DVDanger: The Larry Fessenden Collection

Horror's underappreciated auteur on existential terror

Whale. Castle. Carpenter. Craven. Fulci. The great names of horror. But maybe there's another, less known talent that should be added to this list. Larry Fessenden may never have had their commercial success, but the New York filmmaker's impact on modern American horror, both artistic and personal, is indelible.

"I see the world as having every potential of having something jump out at you."
Horror auteur Larry Fessenden's first four features are released this week in The Larry Fessenden Collection. (Photo by Beck Underwood)

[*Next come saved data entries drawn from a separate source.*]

use std::ptr;

use anyfn::{
    args, AnyFunction, AnyResult, Arg, Category, ExtractError, InvokeError, MoveRef,
    TypeDescriptor,
};
use static_assertions::{assert_impl_all, assert_not_impl_any};

assert_impl_all!(AnyFunction<'static>: Clone, Default);
assert_not_impl_any!(AnyFunction<'static>: Send, Sync);
assert_impl_all!(AnyResult<'static>: Clone, Default);
assert_not_impl_any!(AnyResult<'static>: Send, Sync);
assert_not_impl_any!(Arg<'static>: Clone, Copy, Send, Sync);
assert_impl_all!(TypeDescriptor: Copy, Eq, std::hash::Hash, Default);
assert_impl_all!(InvokeError: Copy, Eq, std::error::Error);
assert_impl_all!(ExtractError: Copy, Eq, std::error::Error);

fn weighted_sum(a: i32, b: f64, c: f32) -> f64 {
    a as f64 * b + c as f64
}

fn same<T>(x: T) -> T {
    x
}

#[test]
fn default_is_empty() {
    let f = AnyFunction::default();
    assert!(!f.is_callable());
    assert!(f.is_empty());
    assert!(f.parameter_types().is_empty());
    assert_eq!(f.arity(), 0);
    assert_eq!(f.return_type(), TypeDescriptor::void());
    assert!(f.return_type().is_void());
}

#[test]
fn nullary_callable_is_not_empty() {
    let f = AnyFunction::new(|| {});
    assert!(f.is_callable());
    assert!(f.parameter_types().is_empty());
    assert!(f.return_type().is_void());
}

#[test]
fn signature_is_recorded_exactly() {
    let f = AnyFunction::new(|_: &mut f64, _: &String, _: MoveRef<'_, Vec<u8>>, _: u16| true);
    let params = f.parameter_types();
    assert_eq!(params.len(), 4);

    assert_eq!(params[0], TypeDescriptor::of::<&mut f64>());
    assert_eq!(params[0].category(), Category::LvalueRef);
    assert!(!params[0].is_const());

    assert_eq!(params[1], TypeDescriptor::of::<&String>());
    assert_eq!(params[1].category(), Category::LvalueRef);
    assert!(params[1].is_const());

    assert_eq!(params[2], TypeDescriptor::of::<MoveRef<'_, Vec<u8>>>());
    assert_eq!(params[2].category(), Category::RvalueRef);

    assert_eq!(params[3], TypeDescriptor::of::<u16>());
    assert_eq!(params[3].category(), Category::Value);

    assert!(params.iter().all(|p| !p.is_volatile()));
    assert_eq!(f.return_type(), TypeDescriptor::of::<bool>());
}

#[test]
fn qualifiers_distinguish_descriptors() {
    let value = TypeDescriptor::of::<f64>();
    let shared = TypeDescriptor::of::<&f64>();
    let unique = TypeDescriptor::of::<&mut f64>();
    let moving = TypeDescriptor::of::<MoveRef<'_, f64>>();

    assert_ne!(value, shared);
    assert_ne!(shared, unique);
    assert_ne!(unique, moving);
    assert_ne!(value, value.as_const());
    assert_ne!(value, value.as_volatile());
    assert_ne!(value, TypeDescriptor::of::<f32>());
    assert_eq!(shared, value.as_const().as_lvalue_reference());
}

#[test]
fn value_parameters_are_copied_in() {
    let f = AnyFunction::new(weighted_sum);
    let (a, b, c) = (5_i32, 12.2_f64, 3.14_f32);
    let result = unsafe { f.invoke(&args![&a, &b, &c]) }.unwrap();

    assert_eq!(result.descriptor(), TypeDescriptor::of::<f64>());
    assert_eq!(result.value::<f64>().unwrap(), weighted_sum(5, 12.2, 3.14));
    assert_eq!((a, b, c), (5, 12.2, 3.14));
}

#[test]
fn value_parameters_leave_the_caller_untouched() {
    let f = AnyFunction::new(|mut s: String| {
        s.push('!');
        s
    });
    let s = String::from("hi");
    let result = unsafe { f.invoke(&args![&s]) }.unwrap();
    assert_eq!(result.value::<String>().unwrap(), "hi!");
    assert_eq!(s, "hi");
}

#[test]
fn void_callable_gives_void_result() {
    let f = AnyFunction::new(|_: i32| {});
    let a = 1_i32;
    let result = unsafe { f.invoke(&args![&a]) }.unwrap();
    assert!(result.is_void());
    assert!(result.address().is_none());
    assert_eq!(result.descriptor(), TypeDescriptor::void());
}

#[test]
fn lvalue_reference_parameter_writes_through() {
    let f = AnyFunction::new(|x: &mut f64| *x = 5.0);
    let mut x = 0.0_f64;
    let _ = unsafe { f.invoke(&args![&mut x]) }.unwrap();
    assert_eq!(x, 5.0);
}

#[test]
fn rvalue_reference_parameter_moves_out() {
    let f = AnyFunction::new(|v: MoveRef<'_, Vec<i32>>| v.take());
    let mut v = vec![7; 10];
    let result = unsafe { f.invoke(&args![&mut v]) }.unwrap();

    assert!(v.is_empty());
    let moved = result.into_value::<Vec<i32>>().unwrap();
    assert_eq!(moved.len(), 10);
}

#[test]
fn shared_reference_result_points_at_the_argument() {
    let f = AnyFunction::new(same::<&f64>);
    let x = 2.5_f64;
    let result = unsafe { f.invoke(&args![&x]) }.unwrap();

    assert_eq!(result.descriptor(), TypeDescriptor::of::<&f64>());
    let back: &f64 = result.value().unwrap();
    assert!(ptr::eq(back, &x));
    assert_eq!(result.address().unwrap().as_ptr() as *const f64, &x as *const f64);
}

#[test]
fn unique_reference_result_points_at_the_argument() {
    let f = AnyFunction::new(same::<&mut f64>);
    let mut x = 2.5_f64;
    let addr = &mut x as *mut f64;
    let result = unsafe { f.invoke(&args![&mut x]) }.unwrap();

    assert_eq!(result.descriptor(), TypeDescriptor::of::<&mut f64>());
    assert!(result.value::<&f64>().is_err());
    let back: &mut f64 = unsafe { result.value_mut() }.unwrap();
    assert_eq!(&mut *back as *mut f64, addr);
    *back = 9.0;
    drop(result);
    assert_eq!(x, 9.0);
}

#[test]
fn cloned_reference_result_shares_the_referee() {
    let f = AnyFunction::new(same::<&String>);
    let s = String::from("shared");
    let result = unsafe { f.invoke(&args![&s]) }.unwrap();
    let copy = result.clone();
    assert_eq!(copy.address(), result.address());
    assert!(ptr::eq(copy.value::<&String>().unwrap(), &s));
}

#[test]
fn cloned_owned_result_is_independent() {
    let result = AnyResult::capture(vec![1, 2, 3]);
    let copy = result.clone();
    assert_ne!(copy.address(), result.address());
    assert_eq!(copy.value::<Vec<i32>>().unwrap(), vec![1, 2, 3]);
}

#[test]
fn mismatched_extraction_is_an_error() {
    let result = AnyResult::capture(1_u8);
    assert_eq!(
        result.value::<i8>().unwrap_err(),
        ExtractError {
            requested: TypeDescriptor::of::<i8>(),
            actual: TypeDescriptor::of::<u8>(),
        }
    );
    assert!(AnyResult::void().value::<u8>().is_err());
}

#[test]
fn empty_function_refuses_to_run() {
    let f = AnyFunction::empty();
    assert_eq!(unsafe { f.invoke(&[]) }.unwrap_err(), InvokeError::Empty);
}

#[test]
fn wrong_arity_is_refused() {
    let f = AnyFunction::new(weighted_sum);
    let a = 1_i32;
    assert_eq!(
        unsafe { f.invoke(&args![&a]) }.unwrap_err(),
        InvokeError::ArityMismatch {
            expected: 3,
            got: 1
        }
    );
}

#[test]
fn wrong_storage_type_is_refused() {
    let f = AnyFunction::new(|x: &mut f64| *x = 5.0);
    let mut x = 0.0_f32;
    assert_eq!(
        unsafe { f.invoke(&args![&mut x]) }.unwrap_err(),
        InvokeError::TypeMismatch {
            index: 0,
            expected: TypeDescriptor::of::<&mut f64>(),
            found: TypeDescriptor::of::<f32>(),
        }
    );
    assert_eq!(x, 0.0);
}

#[test]
fn read_only_location_is_refused_for_writers() {
    let f = AnyFunction::new(|x: &mut f64| *x = 5.0);
    let x = 0.0_f64;
    assert_eq!(
        unsafe { f.invoke(&args![&x]) }.unwrap_err(),
        InvokeError::ReadOnlyArgument {
            index: 0,
            expected: TypeDescriptor::of::<&mut f64>(),
        }
    );
    assert_eq!(x, 0.0);
}

#[test]
fn writable_location_serves_readers() {
    let f = AnyFunction::new(|a: &u32, b: u32| a + b);
    let mut a = 1_u32;
    let mut b = 2_u32;
    let result = unsafe { f.invoke(&args![&mut a, &mut b]) }.unwrap();
    assert_eq!(result.value::<u32>().unwrap(), 3);
}

#[test]
fn raw_locations_are_accepted() {
    let f = AnyFunction::new(|x: &mut i64| *x += 1);
    let mut x = 41_i64;
    let arg = unsafe {
        Arg::from_raw(
            ptr::NonNull::from(&mut x).cast(),
            TypeDescriptor::of::<&mut i64>(),
            true,
        )
    };
    assert_eq!(arg.storage(), TypeDescriptor::of::<i64>());
    let _ = unsafe { f.invoke(&[arg]) }.unwrap();
    assert_eq!(x, 42);
}

#[test]
fn function_pointers_and_boxed_callables() {
    let pointer: fn(i32, f64, f32) -> f64 = weighted_sum;
    let boxed: Box<dyn Fn(i32, f64, f32) -> f64> = Box::new(weighted_sum);

    let (a, b, c) = (2_i32, 0.5_f64, 1.0_f32);
    for f in &[AnyFunction::new(pointer), AnyFunction::new(boxed)] {
        assert_eq!(
            f.parameter_types(),
            [
                TypeDescriptor::of::<i32>(),
                TypeDescriptor::of::<f64>(),
                TypeDescriptor::of::<f32>(),
            ]
        );
        let result = unsafe { f.invoke(&args![&a, &b, &c]) }.unwrap();
        assert_eq!(result.value::<f64>().unwrap(), 2.0);
    }
}

#[test]
fn closures_keep_their_captures() {
    let offset = String::from("prefix-");
    let f = AnyFunction::new(move |s: &String| format!("{}{}", offset, s));
    let g = f.clone();
    drop(f);

    let s = String::from("tail");
    let result = unsafe { g.invoke(&args![&s]) }.unwrap();
    assert_eq!(result.value::<String>().unwrap(), "prefix-tail");
}

#[test]
fn heterogeneous_functions_share_one_type() {
    let table: Vec<AnyFunction<'static>> = vec![
        AnyFunction::new(|a: i32, b: i32| a + b),
        AnyFunction::new(|s: &String| s.len()),
        AnyFunction::new(|| true),
        AnyFunction::empty(),
    ];
    let arities: Vec<usize> = table.iter().map(AnyFunction::arity).collect();
    assert_eq!(arities, [2, 1, 0, 0]);
    assert_eq!(table.iter().filter(|f| f.is_callable()).count(), 3);
}

#[test]
fn stateful_closures_keep_their_state() {
    let mut calls = 0_u32;
    let f = AnyFunction::new(move || {
        calls += 1;
        calls
    });
    let count = |f: &AnyFunction<'_>| unsafe { f.invoke(&[]) }.unwrap().value::<u32>().unwrap();

    assert_eq!(count(&f), 1);
    assert_eq!(count(&f), 2);
    let g = f.clone();
    assert_eq!(count(&g), 3);
    assert_eq!(count(&f), 4);

    let mut seen = Vec::new();
    let boxed: Box<dyn FnMut(u8) -> usize> = Box::new(move |b| {
        seen.push(b);
        seen.len()
    });
    let push = AnyFunction::new(boxed);
    let b = 9_u8;
    let _ = unsafe { push.invoke(&args![&b]) }.unwrap();
    let result = unsafe { push.invoke(&args![&b]) }.unwrap();
    assert_eq!(result.value::<usize>().unwrap(), 2);
}

#[test]
fn nullary_reference_result_points_at_external_state() {
    let x = 4.5_f64;
    let f = AnyFunction::new(|| &x);
    assert!(f.parameter_types().is_empty());
    assert_eq!(f.return_type(), TypeDescriptor::of::<&f64>());

    let result = unsafe { f.invoke(&[]) }.unwrap();
    assert!(ptr::eq(result.value::<&f64>().unwrap(), &x));
    assert_eq!(
        result.address().unwrap().as_ptr() as *const f64,
        &x as *const f64
    );
}

fn pass_through(v: MoveRef<'_, Vec<i32>>) -> MoveRef<'_, Vec<i32>> {
    v
}

#[test]
fn rvalue_reference_result_can_be_moved_from() {
    let f = AnyFunction::new(pass_through);
    assert_eq!(f.return_type(), TypeDescriptor::of::<MoveRef<'_, Vec<i32>>>());

    let mut v = vec![3; 10];
    let result = unsafe { f.invoke(&args![&mut v]) }.unwrap();
    assert_eq!(result.descriptor().category(), Category::RvalueRef);
    assert!(result.value::<&Vec<i32>>().is_err());

    let moved = unsafe { result.value_mut::<MoveRef<'_, Vec<i32>>>() }
        .unwrap()
        .take();
    drop(result);
    assert_eq!(moved.len(), 10);
    assert!(v.is_empty());
}

#[test]
#[cfg(debug_assertions)]
#[should_panic(expected = "invalid unchecked invocation")]
fn unchecked_invocation_with_wrong_arity_panics_in_debug_builds() {
    let f = AnyFunction::new(weighted_sum);
    let a = 1_i32;
    let _ = unsafe { f.invoke_unchecked(&args![&a]) };
}

#[test]
#[cfg(debug_assertions)]
#[should_panic(expected = "extracted the wrong type")]
fn unchecked_extraction_of_wrong_type_panics_in_debug_builds() {
    let result = AnyResult::capture(1_u8);
    let _ = unsafe { result.value_unchecked::<i8>() };
}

While Fessenden himself would probably blanch at the comparison, there's a coterie of creatives at the forefront of the genre that might disagree. Ti West (House of the Devil, The Innkeepers), Adrian Garcia Bogliano (Late Phases), Kelly Reichardt (Meek's Cutoff), Jim Mickle (Stake Land), and Mickey Keating (Pod, Darling) all have released films under the watchful gaze of Fessenden's Glass Eye Pix. Ted Geoghegan cast him in We Are Still Here like a lucky totem. And there are dozens more actors and directors who have been inspired over the years by his approach to making movies: Just get it done.

And now his own work gets a long overdue reappraisal with The Larry Fessenden Collection, a 4-disc collection of his directorial run from 1991 to 2006. "It's nice to have it in one place," said Fessenden with his signature humility.

Director, producer, writer, actor, editor, composer (often wearing multiple hats on the same project), Fessenden began his moviemaking career as a quasi-documentarian, the videographer for New York's avant garde arts scene. The transition to horror seemed natural. "That's just the way my brain is wired," he said, "I see the world as having every potential of having something jump out at you."

Yet the voluminous extras make this edition as much a history of his Glass Eye Pix shingle as it is of the man himself. That's no surprise, since the company at heart is Fessenden himself, and whoever is around at the time. It started as a nom de plume, a way to work on films without having his name everywhere. That led to a career, as he put it, "helping people articulate their vision, starting with performance arts and moving on to people like Ti West."

Now the brand has expanded from film to comics, video games, music, and audiodrama. Fessenden said, "We have so much crap that we have to take it to Comic-Con to get rid of it all." He compares it less to a movie studio, and more to an old-school record label. "Stiff Records put out Elvis Costello, and you could see the office was just a bunch of crazy, excited people, and I wanted to do the same with Glass Eye." He calls it "an umbrella … We're outsider artists, we're outside of the Hollywood system and at the very least, we're guys and gals who want to tell original stories."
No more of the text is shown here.